Question
In the attached image, they separated the summation in the second step. Is that possible?
I think no because
$$\sum_{i,j=1}^n a_n b_n ≠\sum_{i=1}^n a_n \sum_{j=1}^n b_n $$ for eg: $(1.1+2.2+3.3)≠(1+2+3)(1+2+3)$
Further they also separated the limit. Is that possible?

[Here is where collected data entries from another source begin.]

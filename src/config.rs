//! Server configuration: built-in defaults, optionally overridden by `config/server.*`.

use config::{Config, ConfigError, File};
use serde::{Deserialize, Serialize};
use std::net::{IpAddr, Ipv4Addr, SocketAddr};
use tokio::sync::Semaphore;

use crate::model::ModelContract;

const DEFAULT_CONFIG_FILE: &str = "config/server";

#[derive(Debug, Clone, Serialize, Deserialize)]
pub struct AppConfig {
    pub server: ServerConfig,
    pub model: ModelConfig,
    pub inference: InferenceConfig,
    pub logging: LoggingConfig,
}

/// Listener configuration
#[derive(Debug, Clone, Serialize, Deserialize)]
pub struct ServerConfig {
    pub host: IpAddr,
    pub port: u16,
}

/// Where the model artifact lives and which nodes to bind
#[derive(Debug, Clone, Serialize, Deserialize)]
pub struct ModelConfig {
    /// Artifact directory, or a direct path to an `.onnx` file
    pub path: String,
    /// Serving tags selecting the variant inside the artifact directory
    pub tags: Vec<String>,
    pub input_node: String,
    pub output_node: String,
    #[serde(default)]
    pub output_slot: usize,
}

#[derive(Debug, Clone, Serialize, Deserialize)]
pub struct InferenceConfig {
    /// Upper bound on predictions executing at the same time
    pub max_concurrent: usize,
}

#[derive(Debug, Clone, Serialize, Deserialize)]
pub struct LoggingConfig {
    /// Default filter directive, overridden by `RUST_LOG`
    pub level: String,
}

impl ServerConfig {
    pub fn socket_addr(&self) -> SocketAddr {
        SocketAddr::new(self.host, self.port)
    }
}

impl ModelConfig {
    pub fn contract(&self) -> ModelContract {
        ModelContract {
            input_node: self.input_node.clone(),
            output_node: self.output_node.clone(),
            output_slot: self.output_slot,
        }
    }
}

impl AppConfig {
    /// Defaults plus `config/server.{toml,yaml,json}` when present.
    pub fn load() -> Result<Self, ConfigError> {
        Self::build(File::with_name(DEFAULT_CONFIG_FILE).required(false))
    }

    fn build<S>(source: S) -> Result<Self, ConfigError>
    where
        S: config::Source + Send + Sync + 'static,
    {
        let config: AppConfig = Config::builder()
            .add_source(Config::try_from(&AppConfig::default())?)
            .add_source(source)
            .build()?
            .try_deserialize()?;

        config.validate()?;
        Ok(config)
    }

    fn validate(&self) -> Result<(), ConfigError> {
        if self.inference.max_concurrent == 0 {
            return Err(ConfigError::Message(
                "inference.max_concurrent must be at least 1".to_string(),
            ));
        }
        if self.inference.max_concurrent > Semaphore::MAX_PERMITS {
            return Err(ConfigError::Message(format!(
                "inference.max_concurrent must be at most {}",
                Semaphore::MAX_PERMITS
            )));
        }
        if self.model.tags.is_empty() && !self.model.path.ends_with(".onnx") {
            return Err(ConfigError::Message(
                "model.tags must name at least one serving tag".to_string(),
            ));
        }
        Ok(())
    }
}

impl Default for AppConfig {
    fn default() -> Self {
        Self {
            server: ServerConfig {
                host: IpAddr::V4(Ipv4Addr::UNSPECIFIED),
                port: 8000,
            },
            model: ModelConfig {
                path: "model/1557625293".to_string(),
                tags: vec!["serve".to_string()],
                input_node: "input_x".to_string(),
                output_node: "linear/linear_model/linear_model/linear_model/weighted_sum"
                    .to_string(),
                output_slot: 0,
            },
            inference: InferenceConfig { max_concurrent: 4 },
            logging: LoggingConfig {
                level: "info".to_string(),
            },
        }
    }
}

I think for the limit it is possible. But for the summation case it is not possible. Please explain.
On
The first line summation is actually a double summation in the sense that \begin{align*} \sum_{k,\ell=0}^{n}\left(\frac{k^{2}}{x^{k}}\cdot\frac{y^{\ell}}{\ell!}\right)=\sum_{\ell=0}^{n}\sum_{k=0}^{n}\frac{k^{2}}{x^{k}}\cdot\frac{y^{\ell}}{\ell!}=\sum_{\ell=0}^{n}\frac{y^{\ell}}{\ell!}\sum_{k=0}^{n}\frac{k^{2}}{x^{k}}. \end{align*}
It is possible. In the first step, the example shows $$\sum_{l,k=0}^n \frac{k^2x^ky^l}{l!}=\sum_{l=0}^n \left(\frac{y^l}{l!}\sum_{k=0}^n k^2x^k\right)=\left(\sum_{l=0}^n \frac{y^l}{l!}\right)\left(\sum_{k=0}^n k^2x^k\right)$$ (Think about this: on the LHS each combination of $(l,k)$ is considered, and on the RHS each combination of $(l,k)$ is also included too.)
Remember, $l,k$ are independent.
In the second step, the limit can be separated since $\lim_{a\to a_0,b\to b_0} a\cdot b=\lim_{a\to a_0} a\cdot\lim_{b\to b_0} b$